There are three elements which are
necessary for the plaintiff to prove in order
to show the existence of a compensable
occupational disease under N.C. Gen. Stat. §
97-53(13): (1) the disease must be
characteristic of persons engaged in a
particular trade or occupation in which the
plaintiff is engaged; (2) the disease must
not be an ordinary disease of life to which
the public is equally exposed; and (3) there
must be a causal connection between the
disease and the plaintiff's employment.
Id. at 367, 517 S.E.2d at 391. "[T]he first two elements are
satisfied if, as a matter of fact, the employment exposed [her] to
a greater risk of contracting the disease than the public
generally." Rutledge v. Tultex Corp., 308 N.C. 85, 93-94, 301
S.E.2d 359, 365 (1983). The plaintiff bears the burden of proving
the existence of an occupational disease which entitles her to
recover compensation. Gay v. J.P. Stevens & Co., 79 N.C. App. 324,
330-31, 339 S.E.2d 490, 494 (1986). In Futrell v. Resinall Corp.,
151 N.C. App. 456, 458, 566 S.E.2d 181, 183 (2002), the plaintiff
argued that the Industrial Commission erred by concluding that his
carpal tunnel syndrome was not an occupational disease entitling
him to compensation. Neither of the plaintiff's treating
physicians offered evidence that the plaintiff's job placed him at
a greater risk for developing the disease than the public at large. Id. at 459, 566 S.E.2d at 183. The Industrial Commission also
found that no other employee who performed the same job as
plaintiff had ever developed carpal tunnel syndrome or complained
of symptoms. Id. The Industrial Commission found that the
plaintiff was not at a greater risk for contracting the disease
than the general public and denied the plaintiff's claim. Id.

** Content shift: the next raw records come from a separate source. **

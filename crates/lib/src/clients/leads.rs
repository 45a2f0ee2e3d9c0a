//! Leads/products backend (`:8889`) and CRM (`:8082`) client.

use serde::{Deserialize, Serialize};
use serde_json::{Map, Value};

/// Lead record as exchanged with `/leads_geral`, `/leadpost` and the CRM `/leads` endpoint.
#[derive(Debug, Clone, Default, PartialEq, Serialize, Deserialize)]
pub struct LeadRecord {
    pub id: i64,
    #[serde(rename = "nome")]
    pub name: String,
    #[serde(rename = "numero")]
    pub number: String,
    pub status: i32,
    pub lead: i32,
    #[serde(rename = "Thread_id")]
    pub thread_id: String,
    /// Local time, `YYYY-MM-DD HH:MM`.
    #[serde(rename = "data_ult_msg")]
    pub last_message_at: String,
    #[serde(rename = "ult_msg_numero")]
    pub last_message_number: String,
    #[serde(rename = "cnpj_cpf")]
    pub tax_id: String,
}

impl LeadRecord {
    /// Query payload for `/leads_geral`: only number and tax id are meaningful.
    pub fn lookup(number: &str, tax_id: &str) -> Self {
        Self {
            number: number.to_string(),
            tax_id: tax_id.to_string(),
            ..Self::default()
        }
    }

    /// New active lead bound to a freshly created thread (id 0 asks the backend to insert).
    pub fn new_active(number: &str, tax_id: &str, thread_id: &str) -> Self {
        Self {
            id: 0,
            name: String::new(),
            number: number.to_string(),
            status: 1,
            lead: 1,
            thread_id: thread_id.to_string(),
            last_message_at: chrono::Local::now().format("%Y-%m-%d %H:%M").to_string(),
            last_message_number: String::new(),
            tax_id: tax_id.to_string(),
        }
    }
}

/// Product as returned by `/produtos`. Fields of an unexpected JSON type read as empty;
/// price may be a number or a string.
#[derive(Debug, Clone, Default, PartialEq)]
pub struct Product {
    pub name: String,
    pub description: String,
    pub price: Value,
}

impl Product {
    /// Read `nome`, `descricao` and `preco` from one catalog entry. None for non-objects.
    pub fn from_value(value: &Value) -> Option<Self> {
        let map = value.as_object()?;
        let text = |key: &str| {
            map.get(key)
                .and_then(Value::as_str)
                .unwrap_or_default()
                .to_string()
        };
        Some(Self {
            name: text("nome"),
            description: text("descricao"),
            price: map.get("preco").cloned().unwrap_or(Value::Null),
        })
    }

    /// Price as shown to the customer: strings verbatim, numbers in their JSON form.
    pub fn price_label(&self) -> String {
        match &self.price {
            Value::String(s) => s.clone(),
            Value::Null => String::new(),
            other => other.to_string(),
        }
    }
}

#[derive(Debug, thiserror::Error)]
pub enum LeadsError {
    #[error("leads request failed: {0}")]
    Request(#[from] reqwest::Error),
    #[error("leads api error: {0}")]
    Api(String),
}

/// Client for the leads/products backend and the optional CRM.
#[derive(Clone)]
pub struct LeadsClient {
    base_url: String,
    /// Empty disables CRM calls.
    crm_base_url: String,
    client: reqwest::Client,
}

impl LeadsClient {
    pub fn new(base_url: &str, crm_base_url: &str) -> Self {
        Self::with_client(base_url, crm_base_url, reqwest::Client::new())
    }

    pub fn with_client(base_url: &str, crm_base_url: &str, client: reqwest::Client) -> Self {
        Self {
            base_url: base_url.trim().trim_end_matches('/').to_string(),
            crm_base_url: crm_base_url.trim().trim_end_matches('/').to_string(),
            client,
        }
    }

    async fn post_json<T: Serialize + ?Sized>(
        &self,
        url: &str,
        body: &T,
    ) -> Result<reqwest::Response, LeadsError> {
        let res = self.client.post(url).json(body).send().await?;
        if !res.status().is_success() {
            let status = res.status();
            let body = res.text().await.unwrap_or_default();
            return Err(LeadsError::Api(format!("{} {}", status, body)));
        }
        Ok(res)
    }

    /// POST /leads_geral: look up the lead for `number` under `tax_id`.
    /// Returns the raw record map; `None` when the backend answers with a non-object (e.g. null).
    pub async fn find_lead(
        &self,
        number: &str,
        tax_id: &str,
    ) -> Result<Option<Map<String, Value>>, LeadsError> {
        let url = format!("{}/leads_geral", self.base_url);
        let res = self.post_json(&url, &LeadRecord::lookup(number, tax_id)).await?;
        let data: Value = res.json().await?;
        Ok(match data {
            Value::Object(map) => Some(map),
            _ => None,
        })
    }

    /// POST /leadpost: insert or update a lead.
    pub async fn upsert_lead(&self, lead: &LeadRecord) -> Result<Value, LeadsError> {
        let url = format!("{}/leadpost", self.base_url);
        let res = self.post_json(&url, lead).await?;
        let bytes = res.bytes().await?;
        if bytes.is_empty() {
            return Ok(Value::Null);
        }
        serde_json::from_slice(&bytes).map_err(|e| LeadsError::Api(e.to_string()))
    }

    /// GET /produtos?cnpj=..[&id=..]: list products of a tenant, optionally a single id.
    pub async fn products(
        &self,
        tax_id: &str,
        id: Option<&str>,
    ) -> Result<Vec<Product>, LeadsError> {
        let url = format!("{}/produtos", self.base_url);
        let mut query = vec![("cnpj", tax_id)];
        if let Some(id) = id.filter(|s| !s.is_empty()) {
            query.push(("id", id));
        }
        let res = self.client.get(&url).query(&query).send().await?;
        if !res.status().is_success() {
            let status = res.status();
            let body = res.text().await.unwrap_or_default();
            return Err(LeadsError::Api(format!("{} {}", status, body)));
        }
        let data: Vec<Value> = res.json().await?;
        Ok(data.iter().filter_map(Product::from_value).collect())
    }

    /// True when a CRM base URL is configured.
    pub fn crm_enabled(&self) -> bool {
        !self.crm_base_url.is_empty()
    }

    /// POST {crm}/leads: mirror a lead payload into the CRM. No-op without a CRM URL.
    pub async fn update_crm_lead<T: Serialize + ?Sized>(&self, payload: &T) -> Result<(), LeadsError> {
        if !self.crm_enabled() {
            return Ok(());
        }
        let url = format!("{}/leads", self.crm_base_url);
        self.post_json(&url, payload).await?;
        Ok(())
    }
}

This Court found the Industrial Commission's finding of fact was
supported by competent evidence and upheld the decision. Id.
In the case before us, plaintiff offered no medical evidence
to show that due to her employment she was placed at a greater risk
of developing asthma than the general public. Dr. Alford opined in
his deposition that plaintiff's occupational asthma resulted from
her exposure to Kutwell 40 and petroleum products used in the
machines where she worked. However, he could not determine whether
plaintiff's disease was chronic or disabling because more time was
needed to make the evaluation. Dr. Alford stated that plaintiff
had smoked for twenty-seven years and that her smoking history
resulted in her below-normal pulmonary function test results. Dr.
Alford also stated that smoking aggravated asthma and caused
chronic obstructive lung disease. The evidence before the
Industrial Commission also showed that none of plaintiff's co-
workers had ever complained of breathing problems relating to
Kutwell 40 or to the machinery. This evidence is sufficient to
support the findings of fact made by the Industrial Commission.
The Industrial Commission's finding of fact that plaintiff
failed to prove she suffered from an occupational diseasecharacteristic of her employment to the exclusion of the general
public is supported by competent evidence and therefore conclusive
on appeal. This finding of fact is sufficient to support the
Industrial Commission's conclusion of law that plaintiff did not
suffer from a compensable occupational disease. This assignment of
error is overruled.
We affirm the opinion and award of the Industrial Commission.
Affirmed.
Judges HUNTER and CALABRIA concur.
Report per Rule 30(e).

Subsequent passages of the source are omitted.